My personal computer is a late 2008 MBP, and Yosemite runs fine on that. It's been upgraded to 8 gigs of ram, and that's enough to smoothly do dev work in vagrant environments.
If you're seriously concerned, why not use an external drive of some sort and install Yosemite to it? (Bonus points: clone your internal disk to it first, and upgrade that.) Boot it up, test out your critical functions, and then update your main volume if it works out for you.
You need to do the Bonus points version of your recommendation. Running an OS off an external will just make everything feel sluggish (unless you have a lightning enclosure and spare SSD laying around).
That would depend on which interface and drive technologies you use. A SSD connected via Thunderbolt would likely be faster than an internal hard drive.
I upgraded. I haven't had any problems that I wasn't already having in Mavericks (Anyone else have kernel panics when sleeping with a thunderbolt monitor attached?).
I haven't had any issues with that, and I have two thunderbolt monitors attached in daisy chain mode.

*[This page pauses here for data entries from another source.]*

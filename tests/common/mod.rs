//! Test fixtures: write small tagged containers with `ArrowWriter`.
#![allow(dead_code)]

use std::collections::HashMap;
use std::path::Path;
use std::sync::Arc;

use arrow::array::{ArrayRef, Int32Array};
use arrow::datatypes::{Field, Schema};
use arrow::record_batch::RecordBatch;
use parquet::arrow::ArrowWriter;
use parquet::file::properties::WriterProperties;

use tickframe::data::encoding::{EncodingTag, ENCODING_TAG_ATTR, LABELS_ATTR};

pub type TestResult = Result<(), Box<dyn std::error::Error>>;

#[derive(Default)]
pub struct ContainerBuilder {
    fields: Vec<Field>,
    columns: Vec<ArrayRef>,
    row_group_size: Option<usize>,
}

impl ContainerBuilder {
    pub fn new() -> Self {
        Self::default()
    }

    /// Add a column with arbitrary field metadata.
    pub fn raw(mut self, name: &str, metadata: &[(&str, &str)], array: ArrayRef) -> Self {
        let metadata: HashMap<String, String> = metadata
            .iter()
            .map(|(k, v)| (k.to_string(), v.to_string()))
            .collect();
        self.fields
            .push(Field::new(name, array.data_type().clone(), true).with_metadata(metadata));
        self.columns.push(array);
        self
    }

    pub fn column(self, name: &str, tag: EncodingTag, array: ArrayRef) -> Self {
        let ordinal = (tag as u8).to_string();
        self.raw(name, &[(ENCODING_TAG_ATTR, ordinal.as_str())], array)
    }

    pub fn category(self, name: &str, labels: &[&str], codes: Vec<i32>) -> Self {
        let ordinal = (EncodingTag::Category as u8).to_string();
        let labels = serde_json::json!([labels]).to_string();
        self.raw(
            name,
            &[(ENCODING_TAG_ATTR, ordinal.as_str()), (LABELS_ATTR, labels.as_str())],
            Arc::new(Int32Array::from(codes)),
        )
    }

    pub fn row_group_size(mut self, rows: usize) -> Self {
        self.row_group_size = Some(rows);
        self
    }

    pub fn write(self, path: &Path) -> Result<(), Box<dyn std::error::Error>> {
        let schema = Arc::new(Schema::new(self.fields));
        let batch = RecordBatch::try_new(schema.clone(), self.columns)?;
        let props = self
            .row_group_size
            .map(|rows| WriterProperties::builder().set_max_row_group_size(rows).build());

        let file = std::fs::File::create(path)?;
        let mut writer = ArrowWriter::try_new(file, schema, props)?;
        writer.write(&batch)?;
        writer.close()?;
        Ok(())
    }
}
//! Load tagged columnar time-series containers into typed in-memory tables.

pub mod data;
pub mod dates;
pub mod error;

pub use data::encoding::{EncodingTag, NA_PRICE, PRICE_SCALE};
pub use data::filter::Pattern;
pub use data::loader::{load_csv_table, load_file, load_table, LoadOptions};
pub use data::model::{CategoricalColumn, Column, Table, TimestampColumn};
pub use error::{ErrorKind, LoadError};
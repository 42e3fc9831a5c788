//! Integration tests for the CSV table loader.
#![allow(clippy::unwrap_used, clippy::expect_used, clippy::panic)]

mod common;

use tempfile::TempDir;

use common::TestResult;
use tickframe::{load_csv_table, load_file, EncodingTag, ErrorKind, LoadOptions, Pattern};

const TRADES: &str = "\
ts,trade_date,symbol,price,size
2017-03-15 09:30:00.25,2017-03-15,AAPL,139.9,100
2017-03-15 09:30:01,2017-03-15,MSFT,,200
,2017-03-16,AAPL,140.05,300
";

#[test]
fn timestamp_columns_chosen_by_prefix() -> TestResult {
    let dir = TempDir::new()?;
    let path = dir.path().join("trades.csv");
    std::fs::write(&path, TRADES)?;

    let table = load_csv_table(&path, &Pattern::new("ts|trade_")?)?;
    assert_eq!(table.row_count(), 3);

    let ts = table.column("ts").unwrap().as_timestamp().unwrap();
    assert_eq!(
        ts.value(0).unwrap().to_string(),
        "2017-03-15 09:30:00.250 UTC"
    );
    assert_eq!(ts.value(2), None);

    let dates = table.column("trade_date").unwrap().as_timestamp().unwrap();
    assert_eq!(dates.value(2).unwrap().to_rfc3339(), "2017-03-16T00:00:00+00:00");

    let symbol = table.column("symbol").unwrap().as_category().unwrap();
    assert_eq!(symbol.labels(), &["AAPL".to_string(), "MSFT".to_string()]);
    assert_eq!(symbol.codes(), &[0, 1, 0]);

    let price = table.column("price").unwrap().as_float64().unwrap();
    assert_eq!(price[0], 139.9);
    assert!(price[1].is_nan());

    assert_eq!(table.column("size").unwrap().as_int64().unwrap(), &[100, 200, 300]);
    Ok(())
}

#[test]
fn no_timestamp_pattern_leaves_text() -> TestResult {
    let dir = TempDir::new()?;
    let path = dir.path().join("trades.csv");
    std::fs::write(&path, TRADES)?;

    let table = load_csv_table(&path, &Pattern::Never)?;
    assert_eq!(table.column("ts").unwrap().tag(), EncodingTag::Category);
    Ok(())
}

#[test]
fn unparseable_timestamp_is_format_error() -> TestResult {
    let dir = TempDir::new()?;
    let path = dir.path().join("bad.csv");
    std::fs::write(&path, "ts,v\nnoon,1\n")?;

    let err = load_csv_table(&path, &Pattern::Always).unwrap_err();
    assert_eq!(err.kind(), ErrorKind::Format);
    Ok(())
}

#[test]
fn load_file_applies_index_to_csv() -> TestResult {
    let dir = TempDir::new()?;
    let path = dir.path().join("trades.csv");
    std::fs::write(&path, TRADES)?;

    let options = LoadOptions::new()
        .timestamps(Pattern::new("ts")?)
        .index("ts");
    let table = load_file(&path, &options)?;
    assert_eq!(table.index_name(), Some("ts"));
    assert_eq!(
        table.column_names().collect::<Vec<_>>(),
        vec!["trade_date", "symbol", "price", "size"]
    );
    Ok(())
}

#[test]
fn missing_csv_is_io_error() {
    let err = load_csv_table(
        std::path::Path::new("/nonexistent/trades.csv"),
        &Pattern::Never,
    )
    .unwrap_err();
    assert_eq!(err.kind(), ErrorKind::Io);
}
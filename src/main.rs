use std::path::PathBuf;

use anyhow::{Context, Result};
use arrow::util::pretty::pretty_format_batches;
use clap::Parser;
use log::info;

use tickframe::{load_file, LoadOptions, Pattern};

/// Load a tagged container (or CSV) and print its schema and first rows.
#[derive(Debug, Parser)]
#[command(name = "tickframe", version)]
struct Args {
    /// `.parquet` / `.pq` container or `.csv` file
    path: PathBuf,

    /// Column to use as the row index
    #[arg(long)]
    index: Option<String>,

    /// Keep the index column as a data column too
    #[arg(long)]
    keep_index: bool,

    /// Regex of fixed-point price columns
    #[arg(long)]
    prices: Option<String>,

    /// Regex of columns to load (default: all)
    #[arg(long)]
    include: Option<String>,

    /// Regex of columns to skip (default: none)
    #[arg(long)]
    exclude: Option<String>,

    /// CSV only: regex of date/time columns
    #[arg(long)]
    timestamps: Option<String>,

    /// Number of rows to print
    #[arg(long, default_value_t = 10)]
    rows: usize,
}

fn pattern_or(arg: Option<&str>, default: Pattern) -> Result<Pattern> {
    match arg {
        Some(p) => Pattern::new(p).with_context(|| format!("compiling pattern '{p}'")),
        None => Ok(default),
    }
}

fn main() -> Result<()> {
    env_logger::init();
    let args = Args::parse();

    let mut options = LoadOptions::new()
        .prices(pattern_or(args.prices.as_deref(), Pattern::Never)?)
        .include(pattern_or(args.include.as_deref(), Pattern::Always)?)
        .exclude(pattern_or(args.exclude.as_deref(), Pattern::Never)?)
        .timestamps(pattern_or(args.timestamps.as_deref(), Pattern::Never)?);
    if let Some(index) = &args.index {
        options = options.index(index);
    }
    if args.keep_index {
        options = options.keep_index_column();
    }

    let table = load_file(&args.path, &options)
        .with_context(|| format!("loading {}", args.path.display()))?;
    info!(
        "loaded {} columns x {} rows",
        table.column_count(),
        table.row_count()
    );

    for (name, column) in table.columns() {
        println!("{name}: {}", column.tag());
    }
    if let (Some(name), Some(index)) = (table.index_name(), table.index()) {
        println!("index {name}: {}", index.tag());
    }

    let batch = table.to_record_batch().context("converting to Arrow")?;
    let head = batch.slice(0, args.rows.min(batch.num_rows()));
    println!("{}", pretty_format_batches(&[head]).context("formatting rows")?);
    Ok(())
}
use regex::Regex;

use crate::error::{LoadError, Result};

// ---------------------------------------------------------------------------
// Pattern: a column-name predicate
// ---------------------------------------------------------------------------

/// Column-name predicate with explicit "everything" / "nothing" cases.
///
/// Regex matching is anchored at the start of the name only: `px` matches
/// `px_bid`, while `bid` does not.
#[derive(Debug, Clone, Default)]
pub enum Pattern {
    /// Matches every name.
    Always,
    /// Matches no name.
    #[default]
    Never,
    Regex(Regex),
}

impl Pattern {
    /// Compile `pattern` into a [`Pattern::Regex`].
    pub fn new(pattern: &str) -> Result<Self> {
        Regex::new(pattern)
            .map(Pattern::Regex)
            .map_err(|source| LoadError::Pattern {
                pattern: pattern.to_string(),
                source,
            })
    }

    pub fn matches(&self, name: &str) -> bool {
        match self {
            Pattern::Always => true,
            Pattern::Never => false,
            // leftmost-first: a match starting at 0 exists iff the first match starts there
            Pattern::Regex(re) => re.find(name).is_some_and(|m| m.start() == 0),
        }
    }
}

impl From<Regex> for Pattern {
    fn from(re: Regex) -> Self {
        Pattern::Regex(re)
    }
}

impl TryFrom<&str> for Pattern {
    type Error = LoadError;

    fn try_from(pattern: &str) -> Result<Self> {
        Pattern::new(pattern)
    }
}

// ---------------------------------------------------------------------------
// Column selection
// ---------------------------------------------------------------------------

/// Which container columns are loaded.
///
/// A column is selected when it is the index column, or when it matches
/// `include` and does not match `exclude`.
#[derive(Debug, Clone)]
pub struct ColumnFilter<'a> {
    pub index: Option<&'a str>,
    pub include: &'a Pattern,
    pub exclude: &'a Pattern,
}

impl ColumnFilter<'_> {
    pub fn is_selected(&self, name: &str) -> bool {
        self.index == Some(name) || (self.include.matches(name) && !self.exclude.matches(name))
    }
}

#[cfg(test)]
mod tests {
    use super::*;

    #[test]
    fn always_and_never_are_literal() {
        assert!(Pattern::Always.matches(""));
        assert!(Pattern::Always.matches("anything"));
        assert!(!Pattern::Never.matches(""));
        assert!(!Pattern::Never.matches("anything"));
    }

    #[test]
    fn regex_match_is_prefix_anchored() {
        let p = Pattern::new("px").unwrap();
        assert!(p.matches("px"));
        assert!(p.matches("px_bid"));
        assert!(!p.matches("bid_px"));

        let dotstar = Pattern::new(".*").unwrap();
        assert!(dotstar.matches(""));
        assert!(dotstar.matches("qty"));
    }

    #[test]
    fn alternation_still_anchors_at_start() {
        // leftmost match for "ask_bid" is "ask" at 0 even though "bid" is listed first
        let p = Pattern::new("bid|ask").unwrap();
        assert!(p.matches("ask_bid"));
        assert!(!p.matches("mid_bid"));
    }

    #[test]
    fn bad_regex_is_invalid_input() {
        let err = Pattern::new("(").unwrap_err();
        assert_eq!(err.kind(), crate::error::ErrorKind::InvalidInput);
    }

    #[test]
    fn selection_with_overlapping_include_exclude() {
        let include = Pattern::new("px|qty").unwrap();
        let exclude = Pattern::new("px_ask").unwrap();
        let filter = ColumnFilter {
            index: Some("ts"),
            include: &include,
            exclude: &exclude,
        };
        let names = ["ts", "px_bid", "px_ask", "qty", "side", "px_ask_size"];
        let selected: Vec<_> = names
            .into_iter()
            .filter(|name| filter.is_selected(name))
            .collect();
        assert_eq!(selected, vec!["ts", "px_bid", "qty"]);
    }

    #[test]
    fn index_is_selected_even_when_excluded() {
        let filter = ColumnFilter {
            index: Some("ts"),
            include: &Pattern::Never,
            exclude: &Pattern::Always,
        };
        assert!(filter.is_selected("ts"));
        assert!(!filter.is_selected("px"));
    }
}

The only kernel panics I've experienced so far have been Parallels Desktop bugs that crashed the system. I'm regularly stressing my Macbook Pro to the max running vagrant images through Parallel Desktop with full integration tests running inside, and this tends to be pretty effective at finding strange bugs in Parallels Desktop.
I also have a problem with a Dual-link DVI adapter. If I sleep with it connected, at some point it wakes up and "kernel_task" takes up 100% CPU (all 8 cores) until I put it to sleep and wake it up again. Sucks coming down in the morning and finding my Macbook burning a hole in the desk.
Yes, but that security update doesn't include this patch. Apple confusingly lists the security updates in 10.10.3 and Security Update 2015-004 together, but not all items apply to 10.9. The very first item listed on the page is this Admin Framework bug, and it's only available for v10.10 to v10.10.2.
Xcode 6.3 is out now and requires 10.10. I also waited as long as I could, so now I have a machine that's been installing Yosemite for the last 18 hours...
It's a known issue related to having many nonstandard files in /usr/local or something like that. Eg. If you are using brew. Google for it, or just wait patiently, it should finish at some point.
OT but does anyone know how OSX bluetooth keyboards work? I thought I had BT disabled and a prompt popped up on hotel wi-fi asking me to enter the code for (not my) keyboard
What? So all OS X boxes are simply broken, privileges-wise, if they're not on 10.10?